William Lawrence Baillieu (29 April 1859 – 6 February 1936) was an Australian financier and politician. He was a successful businessman, having developed significant business interests from his relatively humble beginnings. He associated with many of the most influential people of his era, and served in the Victorian Legislative Council for 21 years, including stints as Minister for Works and Health and leader of the Legislative Council. As such, he began the Baillieu family dynasty, several members of which remain prominent figures in public life today.

Life and politics

Baillieu was born in Queenscliff, Victoria in 1859. He was the second son of James George Baillieu and his wife Emma Lawrence, née Pow, relatively recent immigrants. He was educated at the local state school. He began working as an office boy in the Bank of Victoria at the age of fifteen, and remained with the bank for eleven years. In 1885, he went into partnership with J.D. Munro as auctioneers and estate agents.

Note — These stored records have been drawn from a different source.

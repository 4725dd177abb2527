//! Logos-based lexer for declaration sources.

use logos::Logos;
use text_size::{TextRange, TextSize};

use crate::syntax::SyntaxError;

/// A token with its kind, text, and position
#[derive(Debug, Clone, Copy, PartialEq, Eq)]
pub struct Token<'a> {
    pub kind: TokenKind,
    pub text: &'a str,
    pub range: TextRange,
}

/// Lexer wrapping the logos-generated tokenizer
pub struct Lexer<'a> {
    inner: logos::Lexer<'a, TokenKind>,
}

impl<'a> Lexer<'a> {
    pub fn new(input: &'a str) -> Self {
        Self {
            inner: TokenKind::lexer(input),
        }
    }
}

impl<'a> Iterator for Lexer<'a> {
    type Item = Result<Token<'a>, SyntaxError>;

    fn next(&mut self) -> Option<Self::Item> {
        let result = self.inner.next()?;
        let text = self.inner.slice();
        let span = self.inner.span();
        let range = TextRange::new(
            TextSize::from(span.start as u32),
            TextSize::from(span.end as u32),
        );

        Some(match result {
            Ok(kind) => Ok(Token { kind, text, range }),
            Err(()) => Err(SyntaxError::InvalidToken {
                text: text.to_string(),
                range,
            }),
        })
    }
}

/// Tokenize an entire string, dropping whitespace and comments.
pub fn tokenize(input: &str) -> Result<Vec<Token<'_>>, SyntaxError> {
    let mut tokens = Vec::new();
    for token in Lexer::new(input) {
        let token = token?;
        if !token.kind.is_trivia() {
            tokens.push(token);
        }
    }
    Ok(tokens)
}

/// Consume a block comment up to and including its `*/`. Unterminated comments are errors.
fn block_comment(lex: &mut logos::Lexer<'_, TokenKind>) -> bool {
    match lex.remainder().find("*/") {
        Some(end) => {
            lex.bump(end + 2);
            true
        }
        None => {
            lex.bump(lex.remainder().len());
            false
        }
    }
}

#[derive(Logos, Debug, Clone, Copy, PartialEq, Eq, Hash)]
pub enum TokenKind {
    // =========================================================================
    // TRIVIA
    // =========================================================================
    #[regex(r"[ \t\r\n]+")]
    Whitespace,

    #[regex(r"//[^\n]*")]
    LineComment,

    #[token("/*", block_comment)]
    BlockComment,

    // =========================================================================
    // DECLARATION KEYWORDS
    // =========================================================================
    #[token("using")]
    UsingKw,

    #[token("namespace")]
    NamespaceKw,

    #[token("class")]
    ClassKw,

    #[token("struct")]
    StructKw,

    #[token("interface")]
    InterfaceKw,

    #[token("enum")]
    EnumKw,

    #[token("delegate")]
    DelegateKw,

    // =========================================================================
    // MODIFIERS
    // =========================================================================
    #[token("public")]
    PublicKw,

    #[token("internal")]
    InternalKw,

    #[token("protected")]
    ProtectedKw,

    #[token("private")]
    PrivateKw,

    #[token("static")]
    StaticKw,

    #[token("sealed")]
    SealedKw,

    #[token("abstract")]
    AbstractKw,

    #[token("partial")]
    PartialKw,

    #[token("extern")]
    ExternKw,

    #[token("new")]
    NewKw,

    /// Modifiers that only matter to member bodies and are otherwise ignored.
    #[token("virtual")]
    #[token("override")]
    #[token("readonly")]
    #[token("const")]
    #[token("async")]
    #[token("volatile")]
    #[token("unsafe")]
    MemberModifierKw,

    // =========================================================================
    // LITERALS
    // =========================================================================
    #[regex(r"[a-zA-Z_][a-zA-Z0-9_]*")]
    Ident,

    #[regex(r"[0-9]+")]
    Integer,

    #[regex(r#""([^"\\]|\\.)*""#)]
    String,

    // =========================================================================
    // PUNCTUATION
    // =========================================================================
    #[token("{")]
    LBrace,

    #[token("}")]
    RBrace,

    #[token("(")]
    LParen,

    #[token(")")]
    RParen,

    #[token("[")]
    LBracket,

    #[token("]")]
    RBracket,

    #[token("<")]
    Lt,

    #[token(">")]
    Gt,

    #[token(",")]
    Comma,

    #[token(";")]
    Semicolon,

    #[token(":")]
    Colon,

    #[token(".")]
    Dot,

    #[token("=")]
    Eq,

    #[token("?")]
    Question,

    #[regex(r"[+\-*/%&|^!~]")]
    Operator,
}

impl TokenKind {
    pub fn is_trivia(self) -> bool {
        matches!(
            self,
            TokenKind::Whitespace | TokenKind::LineComment | TokenKind::BlockComment
        )
    }

    /// Human-readable description used in error messages.
    pub fn describe(self) -> &'static str {
        match self {
            TokenKind::Whitespace => "whitespace",
            TokenKind::LineComment | TokenKind::BlockComment => "comment",
            TokenKind::UsingKw => "`using`",
            TokenKind::NamespaceKw => "`namespace`",
            TokenKind::ClassKw => "`class`",
            TokenKind::StructKw => "`struct`",
            TokenKind::InterfaceKw => "`interface`",
            TokenKind::EnumKw => "`enum`",
            TokenKind::DelegateKw => "`delegate`",
            TokenKind::PublicKw => "`public`",
            TokenKind::InternalKw => "`internal`",
            TokenKind::ProtectedKw => "`protected`",
            TokenKind::PrivateKw => "`private`",
            TokenKind::StaticKw => "`static`",
            TokenKind::SealedKw => "`sealed`",
            TokenKind::AbstractKw => "`abstract`",
            TokenKind::PartialKw => "`partial`",
            TokenKind::ExternKw => "`extern`",
            TokenKind::NewKw => "`new`",
            TokenKind::MemberModifierKw => "modifier",
            TokenKind::Ident => "identifier",
            TokenKind::Integer => "integer",
            TokenKind::String => "string",
            TokenKind::LBrace => "`{`",
            TokenKind::RBrace => "`}`",
            TokenKind::LParen => "`(`",
            TokenKind::RParen => "`)`",
            TokenKind::LBracket => "`[`",
            TokenKind::RBracket => "`]`",
            TokenKind::Lt => "`<`",
            TokenKind::Gt => "`>`",
            TokenKind::Comma => "`,`",
            TokenKind::Semicolon => "`;`",
            TokenKind::Colon => "`:`",
            TokenKind::Dot => "`.`",
            TokenKind::Eq => "`=`",
            TokenKind::Question => "`?`",
            TokenKind::Operator => "operator",
        }
    }
}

Two years later, he married Bertha Latham, with whom he would later have three sons and four daughters. The partnership with Munro broke up in 1892 and Baillieu founded his own business as an auctioneer, land agent and finance broker. He made and lost a fortune in the Victorian land boom of the 1890s, but was able to avoid bankruptcy due to a little-known loophole in the insolvency law of the time which was exploited by his solicitor, Theodor Fink. As a result of the loophole, Baillieu was able to clear his debts by paying only a tiny fraction of the sum owed, and was able to escape the stigma of bankruptcy. Despite this hitch, he had developed a reputation as an able and competent financier, and became a director of the Herald & Weekly Times around the turn of the century.

In 1901, Baillieu entered politics, standing for and being elected to the Victorian Legislative Council as the member for Northern Province. He was a backbencher for several years, but was promoted to the ministry with the ascension of John Murray as premier, serving as Minister of Public Works and Health. He also served as leader of the Legislative Council until 1917. Baillieu served as an honorary minister in the Murray, Watt and Peacock governments before retiring from politics altogether in 1922.

Towards the end of his political career, Baillieu began to take advantage of the need for lead and zinc that had been made clear as a result of World War I. Following up on his involvement in the 1905 founding of Zinc Corporation Ltd. at the Broken Hill Ore Deposit in New South Wales, Baillieu worked with W.S. Robinson and Sir Colin Fraser to reorganise the Broken Hill Associated Smelters at Port Pirie and brought about the formation and development of EZ Industries in Risdon, Tasmania. As a result of this work, he was awarded (jointly with Robinson) the gold medal of the Institution of Mining and Metallurgy. At the time of his retirement in 1930, Baillieu was a director of the Herald & Weekly Times, EZ Industries, the Dunlop Rubber Company and Carlton & United Breweries. He was also involved with the prestigious Victoria Golf Club, which he had founded and served as president of for several years.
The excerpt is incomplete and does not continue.